Contenu de la décision
Représentants des parties au dossier
Mme Alexiss Rusnak, en son propre nom;
Me Caroline Engmann, pour Affaires mondiales Canada.
[1] L’article 16.1 du Code prévoit que le Conseil peut trancher toute affaire ou question dont il est saisi sans tenir d’audience. Ayant pris connaissance de tous les documents au dossier, le Conseil est convaincu que la documentation dont il dispose lui suffit pour trancher la présente plainte sans tenir d’audience.
I.
Nature de la demande et contexte
[2] Mme Alexiss Rusnak (la requérante) a présenté une demande de réexamen le 11 septembre 2020. Elle demande au Conseil de réexaminer le refus opposé par le greffier de traiter une plainte pour représailles liée à la santé et à la sécurité, qu’elle a déposée en août 2020 en vertu de la partie II (Santé et sécurité au travail) du Code.
[3] Afin de bien comprendre l’affaire, le Conseil doit résumer brièvement les événements qui ont mené à la présente demande. Le Conseil souligne par ailleurs que la partie II du Code a été modifiée le 1er janvier 2021 par la substitution du terme « chef » (chef de la conformité et de l’application) au terme « ministre » (ministre du Travail). Étant donné que les faits de la présente affaire se sont produits avant l’entrée en vigueur de ces changements, le Conseil emploiera la terminologie qui était en usage avant le 1er janvier 2021.
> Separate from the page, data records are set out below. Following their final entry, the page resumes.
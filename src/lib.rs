pub mod analysis;
pub mod config;
pub mod coordinator;
pub mod discovery;
pub mod error;
pub mod graph;
pub mod languages;
pub mod paths;
pub mod pipeline;
pub mod report;

pub use analysis::{
    AnalysisCache, FileAnalysis, FileAnalysisReport, FileAnalyzer, FileError, FileRecord, Issue,
    IssueType, LineMetrics, MetadataExtractor, Priority, Scores, Severity,
};
pub use config::{AnalysisDepth, AnalysisOptions};
pub use coordinator::{
    AnalysisCoordinator, AnalysisProgress, AnalysisTask, CoordinatorConfig, CoordinatorOutcome,
    FileProcessor, ProgressCallback, ProgressSnapshot, WorkerResult,
};
pub use discovery::{discover_files, DiscoveryCache, FileDiscovery};
pub use error::{AuditError, Result};
pub use graph::{
    Cycle, CycleDetector, CycleReport, CycleSeverity, DependencyEdge, DependencyGraph,
    DependencyGraphBuilder, DependencyNode, EdgeKind, GraphExport, NodeMetrics,
};
pub use languages::{LanguageGrammar, LanguageRegistry};
pub use pipeline::{AnalysisPipeline, GraphOutput, PipelineOutput};
pub use report::{PriorityBreakdown, ProjectReport, ReportAggregator, SeverityBreakdown};
//! Line classification, size/complexity metrics, and the score formulas.

use once_cell::sync::Lazy;
use regex::Regex;

use crate::analysis::models::{Issue, IssueType, LineMetrics, Priority, Scores, Severity};
use crate::analysis::patterns::PatternFlavor;

static DECISION_POINT: Lazy<Regex> = Lazy::new(|| {
    Regex::new(r"\b(?:if|for|while|case|catch|elif|except)\b|&&|\|\||\s\?\s").expect("valid regex")
});

#[derive(Debug, Clone, Copy, PartialEq, Eq)]
pub enum LineKind {
    Blank,
    Comment,
    Code,
}

/// One source line with its classification and the nesting depth in effect
/// when the line starts.
#[derive(Debug, Clone)]
pub struct SourceLine<'a> {
    pub number: usize,
    pub text: &'a str,
    pub kind: LineKind,
    pub depth: usize,
}

/// Splits the source into classified lines. Brace depth is tracked for
/// script sources; Python uses indentation (four columns per level).
pub fn classify_lines(source: &str, flavor: PatternFlavor) -> Vec<SourceLine<'_>> {
    let mut lines = Vec::new();
    let mut in_block_comment = false;
    let mut brace_depth: usize = 0;

    for (idx, text) in source.lines().enumerate() {
        let trimmed = text.trim();

        let kind = if in_block_comment {
            if trimmed.contains("*/") {
                in_block_comment = false;
            }
            LineKind::Comment
        } else if trimmed.is_empty() {
            LineKind::Blank
        } else if flavor == PatternFlavor::Python && trimmed.starts_with('#') {
            LineKind::Comment
        } else if flavor == PatternFlavor::Script && trimmed.starts_with("//") {
            LineKind::Comment
        } else if flavor == PatternFlavor::Script && trimmed.starts_with("/*") {
            if !trimmed.contains("*/") {
                in_block_comment = true;
            }
            LineKind::Comment
        } else {
            LineKind::Code
        };

        let depth = match flavor {
            PatternFlavor::Script => brace_depth,
            PatternFlavor::Python => indentation(text) / 4,
        };

        if kind == LineKind::Code && flavor == PatternFlavor::Script {
            for c in text.chars() {
                match c {
                    '{' => brace_depth += 1,
                    '}' => brace_depth = brace_depth.saturating_sub(1),
                    _ => {}
                }
            }
        }

        lines.push(SourceLine {
            number: idx + 1,
            text,
            kind,
            depth,
        });
    }

    lines
}

fn indentation(text: &str) -> usize {
    text.chars()
        .take_while(|c| c.is_whitespace())
        .map(|c| if c == '\t' { 4 } else { 1 })
        .sum()
}

pub fn line_metrics(lines: &[SourceLine], flavor: PatternFlavor) -> LineMetrics {
    let mut metrics = LineMetrics {
        total_lines: lines.len(),
        ..Default::default()
    };

    for line in lines {
        match line.kind {
            LineKind::Blank => metrics.blank_lines += 1,
            LineKind::Comment => metrics.comment_lines += 1,
            LineKind::Code => {
                metrics.code_lines += 1;
                metrics.cyclomatic += DECISION_POINT.find_iter(line.text).count();
                let reached = match flavor {
                    // Depth after the line's own opening braces
                    PatternFlavor::Script => line.depth + line.text.matches('{').count(),
                    PatternFlavor::Python => line.depth,
                };
                metrics.max_nesting = metrics.max_nesting.max(reached);
            }
        }
    }

    metrics
}

fn clamp_score(value: f64) -> f64 {
    value.clamp(0.0, 100.0)
}

fn weighted_penalty(issues: &[Issue], issue_type: IssueType) -> f64 {
    issues
        .iter()
        .filter(|i| i.issue_type == issue_type)
        .map(|i| i.severity.weight())
        .sum()
}

pub fn complexity_score(metrics: &LineMetrics) -> f64 {
    clamp_score(
        100.0
            - (metrics.total_lines as f64 / 10.0
                + metrics.cyclomatic as f64 * 2.0
                + metrics.max_nesting as f64 * 5.0),
    )
}

pub fn maintainability_score(metrics: &LineMetrics, issues: &[Issue]) -> f64 {
    let issue_count = issues
        .iter()
        .filter(|i| i.issue_type == IssueType::Maintainability)
        .count();
    let comment_penalty = if metrics.comment_ratio() < 0.1 { 20.0 } else { 0.0 };
    let size_penalty = if metrics.code_lines > 1000 { 20.0 } else { 0.0 };
    clamp_score(100.0 - (issue_count as f64 * 10.0 + comment_penalty + size_penalty))
}

pub fn security_score(issues: &[Issue]) -> f64 {
    clamp_score(100.0 - weighted_penalty(issues, IssueType::Security))
}

pub fn performance_score(issues: &[Issue]) -> f64 {
    clamp_score(100.0 - weighted_penalty(issues, IssueType::Performance))
}

pub fn compute_scores(metrics: &LineMetrics, issues: &[Issue]) -> Scores {
    Scores {
        complexity: complexity_score(metrics),
        maintainability: maintainability_score(metrics, issues),
        security: security_score(issues),
        performance: performance_score(issues),
    }
}

pub fn requires_optimization(scores: &Scores, issues: &[Issue]) -> bool {
    !issues.is_empty()
        || scores.complexity < 60.0
        || scores.maintainability < 60.0
        || scores.security < 70.0
        || scores.performance < 70.0
}

pub fn optimization_priority(scores: &Scores, issues: &[Issue]) -> Priority {
    let has = |severity: Severity| issues.iter().any(|i| i.severity == severity);

    if has(Severity::Critical)
        || scores.security < 50.0
        || scores.performance < 60.0
        || issues.len() > 10
        || scores.complexity < 40.0
        || scores.maintainability < 40.0
    {
        Priority::High
    } else if has(Severity::High)
        || scores.complexity < 60.0
        || scores.maintainability < 60.0
        || scores.performance < 70.0
    {
        Priority::Medium
    } else if !issues.is_empty() {
        Priority::Low
    } else {
        Priority::None
    }
}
[4] Le 5 novembre 2019, Mme Rusnak a exercé un refus de travailler en vertu du paragraphe 128(1) du Code, dans le cadre de ses fonctions à Affaires mondiales Canada. L’affaire a été transmise au Programme du travail d’Emploi et Développement social Canada, et un délégué officiel de la ministre (le délégué de la ministre) a mené une enquête sur le refus de travailler.
[5] Le 22 janvier 2020, le délégué de la ministre a communiqué une décision dans laquelle il concluait qu’il n’y avait pas de danger et que Mme Rusnak ne pouvait donc maintenir son refus de travailler. Le 28 janvier 2020, Mme Rusnak a présenté une demande pour interjeter appel de cette décision au Conseil en vertu du paragraphe 129(7) du Code. Cette demande d’appel, visant la décision concluant à l’absence de danger, a été transmise au Conseil aux fins de son examen (dossier du Conseil no 033522-C).
[7] Le 20 août 2020, Mme Rusnak a déposé une plainte pour représailles en vertu du paragraphe 133(1) du Code alléguant qu’Affaires mondiales Canada l’avait congédiée par mesure de représailles parce qu’elle avait exercé ses droits en matière de santé et sécurité au travail, ce qui contrevenait à l’article 147 du Code. Dans sa plainte, Mme Rusnak allègue que son congédiement constituait une mesure de représailles prise parce qu’elle avait soulevé des questions liées à de la violence et à un danger au travail, et qu’il était lié à son refus de travailler et à sa demande d’interjeter appel de la décision concluant à l’absence de danger. Elle affirme également que la lettre de congédiement viole son droit à la protection des renseignements personnels et donne une représentation trompeuse de ses renseignements médicaux personnels. Elle a également déposé une plainte auprès du Commissaire à la protection de la vie privée. Elle explique que les renseignements médicaux invoqués comme motifs de congédiement ont été fournis à l’employeur dans le contexte de son refus de travailler antérieur.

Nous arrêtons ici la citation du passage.